Collected data
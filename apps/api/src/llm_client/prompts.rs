// Cross-cutting prompt fragments shared by every model call.
// Task-specific templates live in evaluation::prompts.

/// System message sent with every OpenAI request.
pub const ATS_EVALUATOR_SYSTEM: &str = "You are an expert ATS evaluation system for tech resumes.";
//! Scripted `ModelClient` for tests.

use std::sync::Mutex;

use async_trait::async_trait;

use crate::llm_client::{LlmError, ModelChoice, ModelClient};

/// Returns `reply` for every call (or an API error when `reply` is `None`)
/// and records each prompt it was given.
pub struct FakeModel {
    provider: ModelChoice,
    reply: Option<String>,
    prompts: Mutex<Vec<String>>,
}

impl FakeModel {
    pub fn replying(provider: ModelChoice, reply: &str) -> Self {
        Self {
            provider,
            reply: Some(reply.to_string()),
            prompts: Mutex::new(Vec::new()),
        }
    }

    pub fn failing(provider: ModelChoice) -> Self {
        Self {
            provider,
            reply: None,
            prompts: Mutex::new(Vec::new()),
        }
    }

    pub fn prompts(&self) -> Vec<String> {
        self.prompts.lock().unwrap().clone()
    }
}

#[async_trait]
impl ModelClient for FakeModel {
    fn provider(&self) -> ModelChoice {
        self.provider
    }

    async fn call(&self, prompt: &str) -> Result<String, LlmError> {
        self.prompts.lock().unwrap().push(prompt.to_string());
        self.reply.clone().ok_or(LlmError::Api {
            status: 503,
            message: "model unavailable".to_string(),
        })
    }
}
use serde::{Deserialize, Serialize};
use serde_json::{Map, Value};

/// Keys the evaluation prompt asks the model to produce, followed by the
/// snake_case spellings some models fall back to.
pub const DESCRIPTION_MATCH_KEYS: &[&str] = &["Description Match", "description_match"];
pub const MISSING_KEYWORDS_KEYS: &[&str] = &["Missing Keywords", "missing_keywords"];
pub const SUGGESTIONS_KEYS: &[&str] = &[
    "Suggestions for improvement",
    "Suggestions for Improvement",
    "suggestions",
];

/// Structured result of one model's evaluation of a résumé against a JD.
#[derive(Debug, Clone, PartialEq, Serialize, Deserialize)]
pub struct EvaluationRecord {
    /// Exactly what the model produced, e.g. `"82%"`. Never re-validated.
    pub description_match: Option<String>,
    pub missing_keywords: MissingKeywords,
    /// Free text, may contain markdown.
    pub suggestions: Option<String>,
}

/// Shape of the `Missing Keywords` field after field-level normalization.
#[derive(Debug, Clone, PartialEq, Serialize, Deserialize)]
#[serde(tag = "kind", content = "value", rename_all = "snake_case")]
pub enum MissingKeywords {
    List(Vec<String>),
    /// Present, but not a sequence even after decoding a string value.
    Invalid(Value),
    Absent,
}

impl EvaluationRecord {
    /// Builds a record from a decoded object. `missing_keywords` must already
    /// be normalized by the caller.
    pub(crate) fn from_object(object: &Map<String, Value>, missing_keywords: MissingKeywords) -> Self {
        Self {
            description_match: lookup(object, DESCRIPTION_MATCH_KEYS).and_then(scalar_text),
            missing_keywords,
            suggestions: lookup(object, SUGGESTIONS_KEYS).and_then(scalar_text),
        }
    }
}

pub(crate) fn lookup<'a>(object: &'a Map<String, Value>, keys: &[&str]) -> Option<&'a Value> {
    keys.iter().find_map(|k| object.get(*k))
}

/// Textual form of a scalar field. Strings are passed through untouched;
/// numbers and bools keep their literal spelling. `null` counts as absent.
pub(crate) fn scalar_text(value: &Value) -> Option<String> {
    match value {
        Value::Null => None,
        Value::String(s) => Some(s.clone()),
        Value::Number(n) => Some(n.to_string()),
        Value::Bool(b) => Some(b.to_string()),
        other => Some(other.to_string()),
    }
}

/// Element of a keyword sequence. Nested structures fall back to compact JSON.
pub(crate) fn keyword_text(value: &Value) -> String {
    match value {
        Value::String(s) => s.clone(),
        Value::Null => "None".to_string(),
        other => scalar_text(other).unwrap_or_default(),
    }
}
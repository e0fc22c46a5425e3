use axum::{
    extract::multipart::MultipartError,
    http::StatusCode,
    response::{IntoResponse, Response},
    Json,
};
use serde_json::json;
use thiserror::Error;

/// Application-level error type.
/// Implements `IntoResponse` so Axum handlers can return `Result<T, AppError>`.
#[derive(Debug, Error)]
pub enum AppError {
    #[error("Not found: {0}")]
    NotFound(String),

    #[error("Validation error: {0}")]
    Validation(String),

    #[error("Invalid multipart body: {0}")]
    Multipart(#[from] MultipartError),

    #[error("PDF extraction error: {0}")]
    PdfExtraction(String),

    #[error("LLM error: {0}")]
    Llm(String),

    #[error("Internal server error: {0}")]
    Internal(#[from] anyhow::Error),
}

impl IntoResponse for AppError {
    fn into_response(self) -> Response {
        let (status, code, message) = match &self {
            AppError::NotFound(msg) => (StatusCode::NOT_FOUND, "NOT_FOUND", msg.clone()),
            AppError::Validation(msg) => (StatusCode::BAD_REQUEST, "VALIDATION_ERROR", msg.clone()),
            AppError::Multipart(e) => (e.status(), "INVALID_MULTIPART", e.body_text()),
            AppError::PdfExtraction(msg) => {
                tracing::warn!("PDF extraction error: {msg}");
                (
                    StatusCode::UNPROCESSABLE_ENTITY,
                    "PDF_EXTRACTION_ERROR",
                    "The uploaded PDF could not be read".to_string(),
                )
            }
            AppError::Llm(msg) => {
                tracing::error!("LLM error: {msg}");
                (
                    StatusCode::BAD_GATEWAY,
                    "LLM_ERROR",
                    "An AI processing error occurred".to_string(),
                )
            }
            AppError::Internal(e) => {
                tracing::error!("Internal error: {e:?}");
                (
                    StatusCode::INTERNAL_SERVER_ERROR,
                    "INTERNAL_ERROR",
                    "An internal server error occurred".to_string(),
                )
            }
        };

        let body = Json(json!({
            "error": {
                "code": code,
                "message": message
            }
        }));

        (status, body).into_response()
    }
}

#[cfg(test)]
mod tests {
    use super::*;

    #[test]
    fn test_status_codes() {
        let cases = [
            (AppError::NotFound("x".into()), StatusCode::NOT_FOUND),
            (AppError::Validation("x".into()), StatusCode::BAD_REQUEST),
            (AppError::PdfExtraction("x".into()), StatusCode::UNPROCESSABLE_ENTITY),
            (AppError::Llm("x".into()), StatusCode::BAD_GATEWAY),
            (
                AppError::Internal(anyhow::anyhow!("x")),
                StatusCode::INTERNAL_SERVER_ERROR,
            ),
        ];
        for (err, status) in cases {
            assert_eq!(err.into_response().status(), status);
        }
    }
}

Work to be completed: Beginning of the records through the line with "against a JD.": return that span exactly and stop there.

Answer box:
filename apps/api/src/llm_client/prompts.rs
// Cross-cutting prompt fragments shared by every model call.
// Task-specific templates live in evaluation::prompts.

/// System message sent with every OpenAI request.
pub const ATS_EVALUATOR_SYSTEM: &str = "You are an expert ATS evaluation system for tech resumes.";
//! Scripted `ModelClient` for tests.

use std::sync::Mutex;

use async_trait::async_trait;

use crate::llm_client::{LlmError, ModelChoice, ModelClient};

/// Returns `reply` for every call (or an API error when `reply` is `None`)
/// and records each prompt it was given.
pub struct FakeModel {
    provider: ModelChoice,
    reply: Option<String>,
    prompts: Mutex<Vec<String>>,
}

impl FakeModel {
    pub fn replying(provider: ModelChoice, reply: &str) -> Self {
        Self {
            provider,
            reply: Some(reply.to_string()),
            prompts: Mutex::new(Vec::new()),
        }
    }

    pub fn failing(provider: ModelChoice) -> Self {
        Self {
            provider,
            reply: None,
            prompts: Mutex::new(Vec::new()),
        }
    }

    pub fn prompts(&self) -> Vec<String> {
        self.prompts.lock().unwrap().clone()
    }
}

#[async_trait]
impl ModelClient for FakeModel {
    fn provider(&self) -> ModelChoice {
        self.provider
    }

    async fn call(&self, prompt: &str) -> Result<String, LlmError> {
        self.prompts.lock().unwrap().push(prompt.to_string());
        self.reply.clone().ok_or(LlmError::Api {
            status: 503,
            message: "model unavailable".to_string(),
        })
    }
}
use serde::{Deserialize, Serialize};
use serde_json::{Map, Value};

/// Keys the evaluation prompt asks the model to produce, followed by the
/// snake_case spellings some models fall back to.
pub const DESCRIPTION_MATCH_KEYS: &[&str] = &["Description Match", "description_match"];
pub const MISSING_KEYWORDS_KEYS: &[&str] = &["Missing Keywords", "missing_keywords"];
pub const SUGGESTIONS_KEYS: &[&str] = &[
    "Suggestions for improvement",
    "Suggestions for Improvement",
    "suggestions",
];

/// Structured result of one model's evaluation of a résumé against a JD.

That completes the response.